__EXERCISE GOAL__.
In the entries that follow, how many lines include the string "Credit"? The answer is the number only.
---------- EXTRACTED DATA ----------
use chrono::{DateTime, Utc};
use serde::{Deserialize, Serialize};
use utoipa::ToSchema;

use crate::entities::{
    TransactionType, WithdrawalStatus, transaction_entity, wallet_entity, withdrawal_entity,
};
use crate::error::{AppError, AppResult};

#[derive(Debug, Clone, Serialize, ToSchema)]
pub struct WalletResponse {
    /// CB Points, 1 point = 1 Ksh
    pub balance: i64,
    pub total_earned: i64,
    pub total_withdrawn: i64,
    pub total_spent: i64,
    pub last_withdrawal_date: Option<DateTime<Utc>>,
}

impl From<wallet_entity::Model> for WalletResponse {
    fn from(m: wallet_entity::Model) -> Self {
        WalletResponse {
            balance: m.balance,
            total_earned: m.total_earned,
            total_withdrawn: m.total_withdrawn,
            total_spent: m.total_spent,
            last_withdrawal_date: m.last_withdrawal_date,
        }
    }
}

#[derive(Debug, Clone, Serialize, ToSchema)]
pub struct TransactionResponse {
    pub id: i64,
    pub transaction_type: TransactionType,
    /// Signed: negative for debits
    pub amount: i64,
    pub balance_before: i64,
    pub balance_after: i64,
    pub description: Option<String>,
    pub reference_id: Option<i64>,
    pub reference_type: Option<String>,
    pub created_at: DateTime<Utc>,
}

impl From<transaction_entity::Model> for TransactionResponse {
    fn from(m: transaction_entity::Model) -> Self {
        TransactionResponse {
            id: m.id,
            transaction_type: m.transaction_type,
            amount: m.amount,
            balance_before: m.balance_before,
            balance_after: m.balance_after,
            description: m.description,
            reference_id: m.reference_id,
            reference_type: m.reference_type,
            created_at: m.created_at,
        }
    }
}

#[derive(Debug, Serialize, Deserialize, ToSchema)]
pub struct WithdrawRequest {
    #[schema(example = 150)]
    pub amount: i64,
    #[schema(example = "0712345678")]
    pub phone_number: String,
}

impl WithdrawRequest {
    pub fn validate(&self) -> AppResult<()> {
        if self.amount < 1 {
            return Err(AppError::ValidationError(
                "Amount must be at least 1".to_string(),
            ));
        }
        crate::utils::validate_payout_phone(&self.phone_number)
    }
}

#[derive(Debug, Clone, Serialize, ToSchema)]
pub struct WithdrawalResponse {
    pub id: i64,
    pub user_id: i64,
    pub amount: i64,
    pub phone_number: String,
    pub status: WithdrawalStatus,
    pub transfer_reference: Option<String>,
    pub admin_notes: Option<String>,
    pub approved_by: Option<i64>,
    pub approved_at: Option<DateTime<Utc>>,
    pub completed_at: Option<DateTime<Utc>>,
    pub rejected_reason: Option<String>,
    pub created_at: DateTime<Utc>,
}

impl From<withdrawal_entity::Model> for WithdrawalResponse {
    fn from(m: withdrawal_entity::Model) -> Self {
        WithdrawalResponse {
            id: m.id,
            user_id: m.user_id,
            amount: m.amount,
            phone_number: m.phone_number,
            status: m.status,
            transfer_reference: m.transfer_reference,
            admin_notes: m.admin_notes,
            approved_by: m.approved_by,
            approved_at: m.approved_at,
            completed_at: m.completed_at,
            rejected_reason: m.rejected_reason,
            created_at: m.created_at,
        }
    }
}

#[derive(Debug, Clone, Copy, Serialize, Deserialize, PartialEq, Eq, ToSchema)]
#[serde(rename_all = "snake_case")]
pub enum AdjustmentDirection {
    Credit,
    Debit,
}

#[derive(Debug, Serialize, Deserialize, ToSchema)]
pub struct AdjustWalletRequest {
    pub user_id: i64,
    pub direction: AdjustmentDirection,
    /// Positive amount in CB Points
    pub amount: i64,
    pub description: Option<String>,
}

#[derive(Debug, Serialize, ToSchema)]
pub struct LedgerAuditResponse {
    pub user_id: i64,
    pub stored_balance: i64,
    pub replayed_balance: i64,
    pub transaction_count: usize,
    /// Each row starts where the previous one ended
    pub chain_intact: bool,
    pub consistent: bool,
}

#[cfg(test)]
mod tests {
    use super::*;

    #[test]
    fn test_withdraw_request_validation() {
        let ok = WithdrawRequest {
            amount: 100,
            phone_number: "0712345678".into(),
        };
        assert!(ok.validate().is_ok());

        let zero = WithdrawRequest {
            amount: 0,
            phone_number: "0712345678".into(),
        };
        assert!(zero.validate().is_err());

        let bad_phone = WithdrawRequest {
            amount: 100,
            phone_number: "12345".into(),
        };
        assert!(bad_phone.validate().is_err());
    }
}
----------
---------- EXTRACTED DATA ----------
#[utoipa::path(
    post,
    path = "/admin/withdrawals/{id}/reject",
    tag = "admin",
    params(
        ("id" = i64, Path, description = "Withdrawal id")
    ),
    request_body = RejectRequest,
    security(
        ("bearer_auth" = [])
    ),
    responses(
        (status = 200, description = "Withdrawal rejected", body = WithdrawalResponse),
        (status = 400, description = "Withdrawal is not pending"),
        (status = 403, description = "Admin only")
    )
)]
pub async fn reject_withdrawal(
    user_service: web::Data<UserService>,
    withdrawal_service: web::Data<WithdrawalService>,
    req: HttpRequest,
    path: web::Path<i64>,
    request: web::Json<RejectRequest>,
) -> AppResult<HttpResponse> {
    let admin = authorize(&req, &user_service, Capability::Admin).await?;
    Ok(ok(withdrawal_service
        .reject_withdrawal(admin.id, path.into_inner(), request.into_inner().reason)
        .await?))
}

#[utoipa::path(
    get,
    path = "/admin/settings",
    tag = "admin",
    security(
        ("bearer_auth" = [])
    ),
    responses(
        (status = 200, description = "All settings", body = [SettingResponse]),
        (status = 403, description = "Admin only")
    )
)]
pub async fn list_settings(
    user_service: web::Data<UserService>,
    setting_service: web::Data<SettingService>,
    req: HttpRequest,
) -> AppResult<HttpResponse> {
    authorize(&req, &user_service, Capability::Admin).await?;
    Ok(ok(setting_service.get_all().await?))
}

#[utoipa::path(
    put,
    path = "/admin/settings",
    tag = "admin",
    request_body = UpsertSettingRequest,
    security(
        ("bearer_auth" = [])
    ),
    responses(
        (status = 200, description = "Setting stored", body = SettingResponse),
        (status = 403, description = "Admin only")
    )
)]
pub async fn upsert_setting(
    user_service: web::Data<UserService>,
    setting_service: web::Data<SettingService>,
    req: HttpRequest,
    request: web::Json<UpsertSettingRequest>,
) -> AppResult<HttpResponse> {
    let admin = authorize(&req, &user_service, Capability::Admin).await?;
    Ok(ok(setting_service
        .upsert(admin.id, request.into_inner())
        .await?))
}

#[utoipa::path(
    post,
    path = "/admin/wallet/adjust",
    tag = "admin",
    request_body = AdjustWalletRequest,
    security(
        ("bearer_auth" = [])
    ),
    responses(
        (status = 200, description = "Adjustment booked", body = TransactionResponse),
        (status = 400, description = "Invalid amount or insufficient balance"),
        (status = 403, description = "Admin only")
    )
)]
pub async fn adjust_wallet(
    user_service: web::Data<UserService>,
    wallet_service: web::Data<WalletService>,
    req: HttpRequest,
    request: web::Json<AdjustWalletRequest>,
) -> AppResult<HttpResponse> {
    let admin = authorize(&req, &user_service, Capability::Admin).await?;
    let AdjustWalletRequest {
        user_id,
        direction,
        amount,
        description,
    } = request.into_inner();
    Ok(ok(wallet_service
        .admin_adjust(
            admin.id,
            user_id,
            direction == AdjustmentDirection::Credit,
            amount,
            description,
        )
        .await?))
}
----------
__ANSWER TO THE EXERCISE__.
2